-- Opening Marker --
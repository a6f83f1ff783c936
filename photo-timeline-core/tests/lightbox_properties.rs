use photo_timeline_core::{Direction, Lightbox, LightboxState, LightboxSurface};
use proptest::prelude::*;

#[derive(Default)]
struct Screen {
    shown: Option<String>,
}

impl LightboxSurface for Screen {
    fn show_image(&mut self, src: &str) {
        self.shown = Some(src.to_string());
    }

    fn clear_image(&mut self) {
        self.shown = None;
    }

    fn set_visible(&mut self, _visible: bool) {}

    fn set_scroll_locked(&mut self, _locked: bool) {}
}

fn image_list() -> impl Strategy<Value = Vec<String>> {
    proptest::collection::vec("[a-z]{1,6}\\.jpg", 1..12)
}

proptest! {
    #[test]
    fn prop_open_shows_requested_image(images in image_list(), seed in 0usize..64) {
        let start = seed % images.len();
        let mut lightbox = Lightbox::new(Screen::default());
        lightbox.open(images.clone(), start as isize);

        prop_assert_eq!(lightbox.current(), Some(images[start].as_str()));
        prop_assert_eq!(lightbox.surface().shown.as_deref(), Some(images[start].as_str()));
    }

    #[test]
    fn prop_full_cycle_returns_to_start(
        images in image_list(),
        seed in 0usize..64,
        forward in any::<bool>(),
    ) {
        let start = seed % images.len();
        let direction = if forward { Direction::Next } else { Direction::Previous };
        let mut lightbox = Lightbox::new(Screen::default());
        lightbox.open(images.clone(), start as isize);

        for _ in 0..images.len() {
            lightbox.advance(direction);
        }

        prop_assert_eq!(lightbox.current_index(), start);
        prop_assert!(lightbox.is_open());
    }

    #[test]
    fn prop_next_then_previous_is_identity(images in image_list(), seed in 0usize..64) {
        prop_assume!(images.len() > 1);
        let start = seed % images.len();
        let mut lightbox = Lightbox::new(Screen::default());
        lightbox.open(images, start as isize);

        lightbox.advance(Direction::Next);
        lightbox.advance(Direction::Previous);

        prop_assert_eq!(lightbox.current_index(), start);
    }

    #[test]
    fn prop_index_stays_in_bounds(
        images in image_list(),
        start in -20isize..40,
        moves in proptest::collection::vec(any::<bool>(), 0..30),
    ) {
        let mut lightbox = Lightbox::new(Screen::default());
        lightbox.open(images.clone(), start);

        for forward in moves {
            lightbox.advance(if forward { Direction::Next } else { Direction::Previous });
            prop_assert!(lightbox.current_index() < images.len());
        }
    }

    #[test]
    fn prop_reopen_never_leaks_previous_list(
        first in image_list(),
        second in image_list(),
        seed in 0usize..64,
    ) {
        let mut lightbox = Lightbox::new(Screen::default());
        lightbox.open(first.clone(), (seed % first.len()) as isize);
        lightbox.close();
        prop_assert_eq!(lightbox.state(), &LightboxState::Closed);

        lightbox.open(second.clone(), seed as isize);
        prop_assert_eq!(lightbox.images(), second.as_slice());
        let shown = lightbox.surface().shown.clone().unwrap_or_default();
        prop_assert!(second.contains(&shown));
    }
}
-- Closing Marker --
DIRECTIONS FOR THIS TASK
All of the material above should be printed exactly as it appears.

RESPONSE BOX
repository a6f83f1ff783c936
filename photo-timeline-core/tests/lightbox_properties.rs
use photo_timeline_core::{Direction, Lightbox, LightboxState, LightboxSurface};
use proptest::prelude::*;

#[derive(Default)]
struct Screen {
    shown: Option<String>,
}

impl LightboxSurface for Screen {
    fn show_image(&mut self, src: &str) {
        self.shown = Some(src.to_string());
    }

    fn clear_image(&mut self) {
        self.shown = None;
    }

    fn set_visible(&mut self, _visible: bool) {}

    fn set_scroll_locked(&mut self, _locked: bool) {}
}

fn image_list() -> impl Strategy<Value = Vec<String>> {
    proptest::collection::vec("[a-z]{1,6}\\.jpg", 1..12)
}

proptest! {
    #[test]
    fn prop_open_shows_requested_image(images in image_list(), seed in 0usize..64) {
        let start = seed % images.len();
        let mut lightbox = Lightbox::new(Screen::default());
        lightbox.open(images.clone(), start as isize);

        prop_assert_eq!(lightbox.current(), Some(images[start].as_str()));
        prop_assert_eq!(lightbox.surface().shown.as_deref(), Some(images[start].as_str()));
    }

    #[test]
    fn prop_full_cycle_returns_to_start(
        images in image_list(),
        seed in 0usize..64,
        forward in any::<bool>(),
    ) {
        let start = seed % images.len();
        let direction = if forward { Direction::Next } else { Direction::Previous };
        let mut lightbox = Lightbox::new(Screen::default());
        lightbox.open(images.clone(), start as isize);

        for _ in 0..images.len() {
            lightbox.advance(direction);
        }

        prop_assert_eq!(lightbox.current_index(), start);
        prop_assert!(lightbox.is_open());
    }

    #[test]
    fn prop_next_then_previous_is_identity(images in image_list(), seed in 0usize..64) {
        prop_assume!(images.len() > 1);
        let start = seed % images.len();
        let mut lightbox = Lightbox::new(Screen::default());
        lightbox.open(images, start as isize);

        lightbox.advance(Direction::Next);
        lightbox.advance(Direction::Previous);

        prop_assert_eq!(lightbox.current_index(), start);
    }

    #[test]
    fn prop_index_stays_in_bounds(
        images in image_list(),
        start in -20isize..40,
        moves in proptest::collection::vec(any::<bool>(), 0..30),
    ) {
        let mut lightbox = Lightbox::new(Screen::default());
        lightbox.open(images.clone(), start);

        for forward in moves {
            lightbox.advance(if forward { Direction::Next } else { Direction::Previous });
            prop_assert!(lightbox.current_index() < images.len());
        }
    }

    #[test]
    fn prop_reopen_never_leaks_previous_list(
        first in image_list(),
        second in image_list(),
        seed in 0usize..64,
    ) {
        let mut lightbox = Lightbox::new(Screen::default());
        lightbox.open(first.clone(), (seed % first.len()) as isize);
        lightbox.close();
        prop_assert_eq!(lightbox.state(), &LightboxState::Closed);

        lightbox.open(second.clone(), seed as isize);
        prop_assert_eq!(lightbox.images(), second.as_slice());
        let shown = lightbox.surface().shown.clone().unwrap_or_default();
        prop_assert!(second.contains(&shown));
    }
}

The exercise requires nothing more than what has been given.